Multifunctional map-based structures in organo- and metal-catalysed reactions
Asymmetric catalysis is essential to meeting increasing demands of chiral molecules and substances for pharmaceutical and material industries. Combination of major catalytic approaches to achieve efficient asymmetric catalysis is of current interest but often limited by the design of compatible and cooperative catalytic systems. MAP-based trifunctional systems, containing phosphine as a Lewis base, amine as a Brønsted base, and an aromatic Brønsted acid group, are proficient in cooperative organocatalytic aza-MBH processes and can potentially also serve as multidentate ligands in metal-catalysed reactions for developing hybrid catalysts in sequential organo- and metal-catalysed processes. The application of a single structure as an organocatalyst and ligand in a complex process may present new opportunities for addressing the compatibility issue of hybrid catalysis.

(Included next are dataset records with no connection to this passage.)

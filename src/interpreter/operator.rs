use crate::{error::RuntimeError, interpreter::value::doubles_equal};

/// Result of one numeric operation.
pub type OperationResult = Result<f64, RuntimeError>;

/// An immutable operator descriptor.
///
/// Descriptors live in the fixed [`OPERATORS`] table and are shared by
/// reference; compiled tokens borrow them for the lifetime of the process.
#[derive(Debug)]
pub struct Operator {
    /// The operator's source text.
    pub symbol:     &'static str,
    /// Binding strength; lower binds looser.
    pub precedence: u8,
    /// Arity class and operation list.
    pub kind:       OperatorKind,
}

/// The arity class of an operator, carrying its operations.
///
/// Arity is a property of the descriptor kind, never a stored count. The
/// grouping kind covers `(` and `)`, which the parser handles specially and
/// which never evaluate.
#[derive(Debug)]
pub enum OperatorKind {
    /// Prefix operators taking one numeric operand.
    Unary(&'static [UnaryOperation]),
    /// Infix operators taking two operands.
    Binary(&'static [BinaryOperation]),
    /// Parentheses.
    Grouping,
}

/// A single-operand operation.
#[derive(Debug)]
pub enum UnaryOperation {
    /// Applies to a numeric operand.
    Numeric(fn(f64) -> f64),
}

/// A dual-operand operation.
///
/// An operator's operation list is tried in order; the first whose operand
/// kinds match produces the result. `+` registers a numeric operation
/// followed by a string one, which is how one symbol is multi-typed.
#[derive(Debug)]
pub enum BinaryOperation {
    /// Applies when both operands are numeric.
    Numeric(fn(f64, f64) -> OperationResult),
    /// Applies when both operands are strings.
    Strings(fn(&str, &str) -> String),
    /// Writes the right value into the variable store under the left
    /// operand's name.
    Assign,
}

impl Operator {
    /// Returns `true` for prefix operators.
    #[must_use]
    pub const fn is_unary(&self) -> bool {
        matches!(self.kind, OperatorKind::Unary(..))
    }

    /// Returns `true` for `(` and `)`.
    #[must_use]
    pub const fn is_grouping(&self) -> bool {
        matches!(self.kind, OperatorKind::Grouping)
    }
}

/// The fixed operator table.
///
/// Symbols may repeat across arity classes (`-` is both binary and unary);
/// [`lookup`] disambiguates by parse context.
pub static OPERATORS: &[Operator] = &[
    Operator { symbol:     "=",
               precedence: 2,
               kind:       OperatorKind::Binary(&[BinaryOperation::Assign]), },
    Operator { symbol:     "||",
               precedence: 5,
               kind:       OperatorKind::Binary(&[BinaryOperation::Numeric(logical_or)]), },
    Operator { symbol:     "&&",
               precedence: 7,
               kind:       OperatorKind::Binary(&[BinaryOperation::Numeric(logical_and)]), },
    Operator { symbol:     "==",
               precedence: 13,
               kind:       OperatorKind::Binary(&[BinaryOperation::Numeric(equals)]), },
    Operator { symbol:     "!=",
               precedence: 15,
               kind:       OperatorKind::Binary(&[BinaryOperation::Numeric(not_equals)]), },
    Operator { symbol:     ">",
               precedence: 15,
               kind:       OperatorKind::Binary(&[BinaryOperation::Numeric(greater)]), },
    Operator { symbol:     "<",
               precedence: 15,
               kind:       OperatorKind::Binary(&[BinaryOperation::Numeric(less)]), },
    Operator { symbol:     ">=",
               precedence: 15,
               kind:       OperatorKind::Binary(&[BinaryOperation::Numeric(greater_equal)]), },
    Operator { symbol:     "<=",
               precedence: 15,
               kind:       OperatorKind::Binary(&[BinaryOperation::Numeric(less_equal)]), },
    Operator { symbol:     "|",
               precedence: 16,
               kind:       OperatorKind::Binary(&[BinaryOperation::Numeric(bitwise_or)]), },
    Operator { symbol:     "&",
               precedence: 16,
               kind:       OperatorKind::Binary(&[BinaryOperation::Numeric(bitwise_and)]), },
    Operator { symbol:     "<<",
               precedence: 18,
               kind:       OperatorKind::Binary(&[BinaryOperation::Numeric(shift_left)]), },
    Operator { symbol:     ">>",
               precedence: 18,
               kind:       OperatorKind::Binary(&[BinaryOperation::Numeric(shift_right)]), },
    Operator { symbol:     "+",
               precedence: 19,
               kind:       OperatorKind::Binary(&[BinaryOperation::Numeric(add),
                                                  BinaryOperation::Strings(concatenate)]), },
    Operator { symbol:     "-",
               precedence: 19,
               kind:       OperatorKind::Binary(&[BinaryOperation::Numeric(subtract)]), },
    Operator { symbol:     "*",
               precedence: 21,
               kind:       OperatorKind::Binary(&[BinaryOperation::Numeric(multiply)]), },
    Operator { symbol:     "/",
               precedence: 21,
               kind:       OperatorKind::Binary(&[BinaryOperation::Numeric(divide)]), },
    Operator { symbol:     "%",
               precedence: 21,
               kind:       OperatorKind::Binary(&[BinaryOperation::Numeric(modulo)]), },
    Operator { symbol:     "^",
               precedence: 23,
               kind:       OperatorKind::Binary(&[BinaryOperation::Numeric(power)]), },
    Operator { symbol:     "-",
               precedence: 25,
               kind:       OperatorKind::Unary(&[UnaryOperation::Numeric(negate)]), },
    Operator { symbol:     "!",
               precedence: 27,
               kind:       OperatorKind::Unary(&[UnaryOperation::Numeric(logical_not)]), },
    Operator { symbol:     "(",
               precedence: 80,
               kind:       OperatorKind::Grouping, },
    Operator { symbol:     ")",
               precedence: 80,
               kind:       OperatorKind::Grouping, },
];

/// Finds the descriptor for an operator symbol.
///
/// `expects_operand` is the parse context: at a position where an operand
/// would come next (line start, after another operator, after `(`, after a
/// function name) the unary descriptor for the symbol is preferred;
/// otherwise the binary one is.
#[must_use]
pub fn lookup(symbol: &str, expects_operand: bool) -> Option<&'static Operator> {
    let unary = OPERATORS.iter().find(|op| op.symbol == symbol && op.is_unary());
    let other = OPERATORS.iter().find(|op| op.symbol == symbol && !op.is_unary());

    if expects_operand { unary.or(other) } else { other.or(unary) }
}

fn logical_or(a: f64, b: f64) -> OperationResult {
    Ok(f64::from(a != 0.0 || b != 0.0))
}

fn logical_and(a: f64, b: f64) -> OperationResult {
    Ok(f64::from(a != 0.0 && b != 0.0))
}

fn equals(a: f64, b: f64) -> OperationResult {
    Ok(f64::from(doubles_equal(a, b)))
}

fn not_equals(a: f64, b: f64) -> OperationResult {
    Ok(f64::from(!doubles_equal(a, b)))
}

fn greater(a: f64, b: f64) -> OperationResult {
    Ok(f64::from(a > b))
}

fn less(a: f64, b: f64) -> OperationResult {
    Ok(f64::from(a < b))
}

fn greater_equal(a: f64, b: f64) -> OperationResult {
    Ok(f64::from(a >= b))
}

fn less_equal(a: f64, b: f64) -> OperationResult {
    Ok(f64::from(a <= b))
}

#[allow(clippy::cast_possible_truncation)]
fn bitwise_or(a: f64, b: f64) -> OperationResult {
    Ok(f64::from((a as i32) | (b as i32)))
}

#[allow(clippy::cast_possible_truncation)]
fn bitwise_and(a: f64, b: f64) -> OperationResult {
    Ok(f64::from((a as i32) & (b as i32)))
}

// Left shift widens to 64 bits first so shifted-out bits survive the
// round trip back into a double.
#[allow(clippy::cast_possible_truncation, clippy::cast_precision_loss, clippy::cast_sign_loss)]
fn shift_left(a: f64, b: f64) -> OperationResult {
    Ok((a as i64).wrapping_shl(b as u32) as f64)
}

#[allow(clippy::cast_possible_truncation, clippy::cast_sign_loss)]
fn shift_right(a: f64, b: f64) -> OperationResult {
    Ok(f64::from((a as i32).wrapping_shr(b as u32)))
}

fn add(a: f64, b: f64) -> OperationResult {
    Ok(a + b)
}

fn concatenate(a: &str, b: &str) -> String {
    format!("{a}{b}")
}

fn subtract(a: f64, b: f64) -> OperationResult {
    Ok(a - b)
}

fn multiply(a: f64, b: f64) -> OperationResult {
    Ok(a * b)
}

fn divide(a: f64, b: f64) -> OperationResult {
    if b == 0.0 {
        return Err(RuntimeError::DivisionByZero);
    }
    Ok(a / b)
}

// The divisor is checked after the integer coercion: a fractional divisor
// below one would otherwise reach `%` as zero.
#[allow(clippy::cast_possible_truncation)]
fn modulo(a: f64, b: f64) -> OperationResult {
    let divisor = b as i32;
    if divisor == 0 {
        return Err(RuntimeError::ModuloByZero);
    }
    Ok(f64::from((a as i32) % divisor))
}

fn power(a: f64, b: f64) -> OperationResult {
    Ok(a.powf(b))
}

fn negate(a: f64) -> f64 {
    -a
}

fn logical_not(a: f64) -> f64 {
    f64::from(a == 0.0)
}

In this thesis, we report the design, synthesis, and catalytic investigations of new MAP-based trifunctional catalysts for organo- and metal-based catalysis, in single or cascade reactions. First, a new series of trifunctional organocatalysts with various pyrrole-type Brønsted acids were investigated in the aza-MBH reaction to improve catalytic cooperativity and reaction scope. The main representatives of trifunctional MAP-based systems were then tested as ligands in asymmetric allylic substitution and demonstrated the potential to enantiodivergent catalysis, based on the additional ligand-induced H-bonding interactions. A model trifunctional system possessing a phenolic Brønsted acid was also investigated on its organizational ability to translate chirality in cascade or sequential processes. The findings on the organisational properties of MAP-based trifunctional catalytic systems should lead to new design principles in the development of cascade and hybrid catalysis for efficient asymmetric synthesis.